Sie sagten, dass Erkenntnisse die Sie bei Mäusen gewinnen, nicht immer auf den Menschen übertragbar sind. Gibt es keine besseren Methoden? Sind diese Tierversuche tatsächlich notwendig aus Ihrer Sicht?
Als Erstes testen wir an Tumorzellen. Und nur wenn wir hier ein ermutigendes Ergebnis erzielen, gehen wir zu einem komplizierteren System, wie einer Maus, über. Wir werden natürlich nicht sofort alle Tests an Mäusen machen.

Ist Luxemburg ein guter Ort, um Forschung zu betreiben?
Die Forschung in Luxemburg wird immer interessanter. In Luxemburg wird sehr gute Forschung betrieben. Natürlich haben die umherliegenden Länder wie Deutschland, Belgien, England und Frankreich eine sehr viel ältere Forschungskultur als Luxemburg. In Luxemburg tut sich aber im Moment viel und das Land produziert Publikationen von sehr guter Qualität.
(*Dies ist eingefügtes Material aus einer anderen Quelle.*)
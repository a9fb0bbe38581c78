// src/store/memory.rs

use std::collections::HashMap;
use std::sync::{Mutex, MutexGuard};

use tracing::debug;

use crate::errors::{ConductorError, Result};
use crate::registry::Fields;
use crate::types::StaleFieldPolicy;

use super::{BeginOutcome, EntityRef, ModuleResult, ResultRecord, ResultStore, Status};

/// Stores results in memory only.
///
/// A single mutex guards all records; every trait method holds it for the
/// whole read-modify-write, which is what makes `begin` atomic.
#[derive(Debug, Default)]
pub struct MemoryResultStore {
    records: Mutex<HashMap<EntityRef, ResultRecord>>,
    policy: StaleFieldPolicy,
}

impl MemoryResultStore {
    pub fn new() -> Self {
        Self::default()
    }

    pub fn with_policy(policy: StaleFieldPolicy) -> Self {
        Self {
            records: Mutex::new(HashMap::new()),
            policy,
        }
    }

    /// Seed a store from previously saved records.
    pub fn from_records(records: HashMap<EntityRef, ResultRecord>, policy: StaleFieldPolicy) -> Self {
        Self {
            records: Mutex::new(records),
            policy,
        }
    }

    pub fn policy(&self) -> StaleFieldPolicy {
        self.policy
    }

    /// Copy of every record, keyed by entity.
    pub fn snapshot(&self) -> Result<HashMap<EntityRef, ResultRecord>> {
        Ok(self.lock()?.clone())
    }

    fn lock(&self) -> Result<MutexGuard<'_, HashMap<EntityRef, ResultRecord>>> {
        self.records
            .lock()
            .map_err(|_| ConductorError::StoreError("result store lock poisoned".to_string()))
    }

    fn with_entry<T>(
        &self,
        entity: &EntityRef,
        module: &str,
        f: impl FnOnce(&mut ModuleResult) -> T,
    ) -> Result<T> {
        let mut records = self.lock()?;
        let entry = records
            .entry(entity.clone())
            .or_default()
            .entry(module.to_string())
            .or_default();
        Ok(f(entry))
    }
}

impl ResultStore for MemoryResultStore {
    fn get_or_create(&self, entity: &EntityRef, module: &str) -> Result<ModuleResult> {
        self.with_entry(entity, module, |entry| entry.clone())
    }

    fn status_of(&self, entity: &EntityRef, module: &str) -> Result<Status> {
        let records = self.lock()?;
        Ok(records
            .get(entity)
            .and_then(|record| record.get(module))
            .map(|result| result.status)
            .unwrap_or_default())
    }

    fn fields_of(&self, entity: &EntityRef, module: &str) -> Result<Option<Fields>> {
        let records = self.lock()?;
        Ok(records
            .get(entity)
            .and_then(|record| record.get(module))
            .map(|result| result.fields.clone()))
    }

    fn begin(&self, entity: &EntityRef, module: &str) -> Result<BeginOutcome> {
        let policy = self.policy;
        self.with_entry(entity, module, |entry| {
            if entry.status.blocks_new_attempt() {
                debug!(
                    entity = %entity,
                    module = %module,
                    status = %entry.status,
                    "refusing to begin; pair already working or done"
                );
                return BeginOutcome::Busy(entry.status);
            }

            let previous = entry.status;
            entry.status = Status::Working;
            if policy == StaleFieldPolicy::Clear {
                entry.fields.clear();
            }
            debug!(entity = %entity, module = %module, %previous, "marked WORKING");
            BeginOutcome::Started { previous }
        })
    }

    fn finish_success(&self, entity: &EntityRef, module: &str, fields: Fields) -> Result<()> {
        self.with_entry(entity, module, |entry| {
            entry.status = Status::Success;
            entry.fields = fields;
            debug!(entity = %entity, module = %module, "marked SUCCESS");
        })
    }

    fn finish_error(&self, entity: &EntityRef, module: &str) -> Result<()> {
        let policy = self.policy;
        self.with_entry(entity, module, |entry| {
            entry.status = Status::Error;
            if policy == StaleFieldPolicy::Clear {
                entry.fields.clear();
            }
            debug!(entity = %entity, module = %module, "marked ERROR");
        })
    }

    fn restore(&self, entity: &EntityRef, module: &str, status: Status) -> Result<()> {
        self.with_entry(entity, module, |entry| {
            entry.status = status;
            debug!(entity = %entity, module = %module, %status, "restored status");
        })
    }

    fn record(&self, entity: &EntityRef) -> Result<ResultRecord> {
        let records = self.lock()?;
        Ok(records.get(entity).cloned().unwrap_or_default())
    }
}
Für mich ist es ein exzellentes Umfeld, um Forschung zu betreiben.

Forschung braucht viel Geld. Gibt es dieses Geld in Luxemburg?
Es gibt einen immer stärkeren Wettbewerb darum. Vor einigen Jahren war es relativ leicht, eine Finanzierung zu erhalten. Heute wird es immer komplizierter. Die besten profitieren von den Geldern.

Das muss nicht unbedingt etwas Schlechtes sein.
Nein. Es ist ein Ansporn, Forschung auf einem sehr hohen Niveau zu machen.